Er legte Müller Heber gegen Atletico auf

Anders als der große „Kaiser“ Beckenbauer sei Müller auch niemand gewesen, der gerne im Mittelpunkt der Aufmerksamkeit stand. Zurückhaltend und bescheiden – so haben in den vergangenen Tagen viele ehemalige Weggefährten den mit 365 Treffern besten Torjäger der Bundesliga-Geschichte beschrieben. Zobel kann das nur bestätigen. „Gerd hat nie den Star raushängen lassen. Ich glaube, ihm war gar nicht bewusst, wie wertvoll er für den FC Bayern und die deutsche Nationalmannschaft war“, sagt Zobel.

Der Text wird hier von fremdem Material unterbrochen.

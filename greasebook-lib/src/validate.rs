//! Field checks applied when a form is submitted as a finalized log.
//!
//! Drafts are exempt: a draft may hold partial or invalid text. The checks
//! are a flat list of per-field predicates, evaluated in order with the
//! first failing message reported per field.

use strum::Display;

use crate::form::FormBuffer;

/// The form field a failed check belongs to, for inline display.
#[derive(Debug, Clone, Copy, PartialEq, Eq, Display)]
pub enum Field {
    ProviderId,
    ServiceOrder,
    CarId,
    Odometer,
    EngineHours,
    ServiceDescription,
}

/// A single failed check.
#[derive(Debug, Clone, PartialEq, Eq)]
pub struct FieldError {
    pub field: Field,
    pub message: &'static str,
}

struct Check {
    field: Field,
    message: &'static str,
    passes: fn(&FormBuffer) -> bool,
}

const CHECKS: &[Check] = &[
    Check {
        field: Field::ProviderId,
        message: "Provider ID is required",
        passes: |form| !form.provider_id.trim().is_empty(),
    },
    Check {
        field: Field::ServiceOrder,
        message: "Service Order is required",
        passes: |form| !form.service_order.trim().is_empty(),
    },
    Check {
        field: Field::CarId,
        message: "Car ID is required",
        passes: |form| !form.car_id.trim().is_empty(),
    },
    Check {
        field: Field::Odometer,
        message: "Odometer is required",
        passes: |form| !form.odometer.trim().is_empty(),
    },
    Check {
        field: Field::Odometer,
        message: "Must be a positive number",
        passes: |form| is_positive(&form.odometer),
    },
    Check {
        field: Field::Odometer,
        message: "Must be a whole number",
        passes: |form| form.odometer.trim().parse::<u32>().is_ok(),
    },
    Check {
        field: Field::EngineHours,
        message: "Engine Hours is required",
        passes: |form| !form.engine_hours.trim().is_empty(),
    },
    Check {
        field: Field::EngineHours,
        message: "Must be a positive number",
        passes: |form| is_positive(&form.engine_hours),
    },
    Check {
        field: Field::ServiceDescription,
        message: "Service Description is required",
        passes: |form| !form.service_description.trim().is_empty(),
    },
];

fn is_positive(text: &str) -> bool {
    text.trim().parse::<f64>().is_ok_and(|value| value > 0.0)
}

/// Run every check against the buffer. An empty result means the form may
/// be finalized.
pub fn validate(form: &FormBuffer) -> Vec<FieldError> {
    let mut errors: Vec<FieldError> = Vec::new();

    for check in CHECKS {
        if errors.iter().any(|e| e.field == check.field) {
            // Only the first failure per field is reported
            continue;
        }
        if !(check.passes)(form) {
            errors.push(FieldError {
                field: check.field,
                message: check.message,
            });
        }
    }

    errors
}
mod raw;
mod slot;

#[cfg(test)]
mod tests;

pub use raw::{RawCollection, RawStatement, RawTuple};

use crate::{cass_type::CassType, types::Uuid};
use std::net::IpAddr;

///
/// StatementSink
///
/// Positional parameters of a statement about to be executed.
///

pub trait StatementSink {
    type Collection: CollectionSink<Tuple = Self::Tuple>;
    type Tuple: TupleSink<Collection = Self::Collection>;

    fn bind_null(&mut self, index: usize);
    fn bind_string(&mut self, index: usize, value: &str);
    fn bind_bool(&mut self, index: usize, value: bool);
    fn bind_int8(&mut self, index: usize, value: i8);
    fn bind_int16(&mut self, index: usize, value: i16);
    fn bind_int32(&mut self, index: usize, value: i32);
    fn bind_int64(&mut self, index: usize, value: i64);
    fn bind_uint32(&mut self, index: usize, value: u32);
    fn bind_float(&mut self, index: usize, value: f32);
    fn bind_double(&mut self, index: usize, value: f64);
    fn bind_decimal(&mut self, index: usize, unscaled: &[u8], scale: i32);
    fn bind_uuid(&mut self, index: usize, value: &Uuid);
    fn bind_inet(&mut self, index: usize, value: IpAddr);
    fn bind_bytes(&mut self, index: usize, value: &[u8]);
    fn bind_collection(&mut self, index: usize, value: Self::Collection);
    fn bind_tuple(&mut self, index: usize, value: Self::Tuple);
}

///
/// CollectionSink
///
/// Append-only builder for a list, set or map. Map entries are appended as
/// key then value. Collections never hold NULL items.
///

pub trait CollectionSink: Sized {
    type Tuple: TupleSink<Collection = Self>;

    fn new(cass_type: &CassType, item_count: usize) -> Self;

    fn append_string(&mut self, value: &str);
    fn append_bool(&mut self, value: bool);
    fn append_int8(&mut self, value: i8);
    fn append_int16(&mut self, value: i16);
    fn append_int32(&mut self, value: i32);
    fn append_int64(&mut self, value: i64);
    fn append_uint32(&mut self, value: u32);
    fn append_float(&mut self, value: f32);
    fn append_double(&mut self, value: f64);
    fn append_decimal(&mut self, unscaled: &[u8], scale: i32);
    fn append_uuid(&mut self, value: &Uuid);
    fn append_inet(&mut self, value: IpAddr);
    fn append_bytes(&mut self, value: &[u8]);
    fn append_collection(&mut self, value: Self);
    fn append_tuple(&mut self, value: Self::Tuple);
}

///
/// TupleSink
///
/// Index-addressed builder for a tuple value.
///

pub trait TupleSink: Sized {
    type Collection: CollectionSink<Tuple = Self>;

    fn new(cass_type: &CassType) -> Self;

    fn set_null(&mut self, index: usize);
    fn set_string(&mut self, index: usize, value: &str);
    fn set_bool(&mut self, index: usize, value: bool);
    fn set_int8(&mut self, index: usize, value: i8);
    fn set_int16(&mut self, index: usize, value: i16);
    fn set_int32(&mut self, index: usize, value: i32);
    fn set_int64(&mut self, index: usize, value: i64);
    fn set_uint32(&mut self, index: usize, value: u32);
    fn set_float(&mut self, index: usize, value: f32);
    fn set_double(&mut self, index: usize, value: f64);
    fn set_decimal(&mut self, index: usize, unscaled: &[u8], scale: i32);
    fn set_uuid(&mut self, index: usize, value: &Uuid);
    fn set_inet(&mut self, index: usize, value: IpAddr);
    fn set_bytes(&mut self, index: usize, value: &[u8]);
    fn set_collection(&mut self, index: usize, value: Self::Collection);
    fn set_tuple(&mut self, index: usize, value: Self);
}

///
/// Primitive
///
/// Scalar payload in the exact shape one sink call expects.
///

#[derive(Clone, Debug, PartialEq)]
pub enum Primitive {
    String(String),
    Bool(bool),
    Int8(i8),
    Int16(i16),
    Int32(i32),
    Int64(i64),
    Uint32(u32),
    Float(f32),
    Double(f64),
    Decimal { unscaled: Vec<u8>, scale: i32 },
    Uuid(Uuid),
    Inet(IpAddr),
    Bytes(Vec<u8>),
}

///
/// TypedValue
///
/// Output of the encoder: a value paired with its resolved CQL type, ready
/// to hand to any of the three sinks. Map items are flattened key, value.
///

#[derive(Clone, Debug, PartialEq)]
pub enum TypedValue {
    Null(CassType),
    Primitive {
        cass_type: CassType,
        value: Primitive,
    },
    /// Items must not be `Null`: CQL collections cannot hold NULL and the
    /// encoder rejects them. Binding one anyway is a debug-build panic.
    Collection {
        cass_type: CassType,
        items: Vec<Self>,
    },
    Tuple {
        cass_type: CassType,
        slots: Vec<Self>,
    },
}

impl TypedValue {
    #[must_use]
    pub const fn cass_type(&self) -> &CassType {
        match self {
            Self::Null(cass_type)
            | Self::Primitive { cass_type, .. }
            | Self::Collection { cass_type, .. }
            | Self::Tuple { cass_type, .. } => cass_type,
        }
    }

    #[must_use]
    pub const fn is_null(&self) -> bool {
        matches!(self, Self::Null(_))
    }

    /// Bind as statement parameter `index`.
    pub fn bind<S: StatementSink>(&self, sink: &mut S, index: usize) {
        slot::emit(self, slot::StatementSlot { sink, index });
    }

    /// Append to a collection under construction. `Null` has no collection
    /// encoding and is skipped.
    pub fn append<C: CollectionSink>(&self, sink: &mut C) {
        slot::emit(self, slot::CollectionSlot { sink });
    }

    /// Set tuple slot `index`.
    pub fn set<T: TupleSink>(&self, sink: &mut T, index: usize) {
        slot::emit(self, slot::TupleSlot { sink, index });
    }
}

Dabei wären die damaligen Erfolge beider Mannschaften ohne die Tore von Müller nicht denkbar gewesen. Der Siegtreffer zum 2:1 im WM-Finale 1974 gegen die Niederlande ist sicherlich Müllers bekanntestes Tor, Zobel erinnert sich aber lieber an ein anderes. „Das war das 3:0 beim Wiederholungsspiel im Finale des Europapokals der Landesmeister 1974 gegen Atletico Madrid. Es war ein wunderschöner Heber, und ich habe ihm den Treffer vorgelegt“, erinnert sich Zobel.

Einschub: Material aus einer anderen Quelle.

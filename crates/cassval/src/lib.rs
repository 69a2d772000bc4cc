//! ## Crate layout
//! - `core`: type descriptors, host/wire value models, the decode and
//!   encode dispatchers, and the binding sinks.
//! - `primitives`: the CQL type tag registry.
//!
//! The `prelude` module is what a driver integration usually needs: decode a
//! column into a host value, or encode host arguments into a statement.

pub use cassval_core as core;
pub use cassval_primitives as primitives;

pub use cassval_core::{
    decode::{decode_value, read, read_column},
    encode::{bind_arguments, encode, infer_type, to_typed_value},
    error::CodecError,
};

//
// Consts
//

/// Workspace version re-export for downstream tooling/tests.
pub const VERSION: &str = env!("CARGO_PKG_VERSION");

///
/// Prelude
///

pub mod prelude {
    pub use cassval_core::prelude::*;
    pub use cassval_primitives::ValueKind;
}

Gemeinsamer Geburtstag im Mannschaftshotel

Neben den sportlichen Leistungen hat ihn aber auch immer wieder der Mensch Müller beeindruckt. „Gerd war bei uns nicht der große Wortführer, deshalb haben ihn viele intellektuell unterschätzt. Dabei war er bei vielen Dingen sehr interessiert“, sagt Zobel und berichtet von einem Freundschaftsspiel in Paris, das Müller für eine kleine Bildungsreise nutzte. „Gerd hat mich und einen anderen Mitspieler, der auch Abitur hatte, gefragt, was man in Paris sehen müsse. Da haben wir mit ihm einen kleinen Spaziergang durch die Stadt gemacht und die wichtigsten Sehenswürdigkeiten besucht“, berichtet Zobel.

Und eines wird er auch immer mit Gerd Müller verbinden: seinen Geburtstag. Zobel und Müller wurde beide an einem 3. November geboren. „Rund um dieses Datum hatten wir einige Spiele im Europapokal, deshalb haben Gerd und ich oft im Teamhotel mit einem Glas Rotwein auf unseren Geburtstag angestoßen.“ Mal waren sie zu zweit, mal kamen noch ein paar andere Mitspieler hinzu. Und am nächsten Tag war Zobel dann oft in der Nähe, wenn es eines der vielen unnachahmlichen Müller-Tore zu bestaunen gab.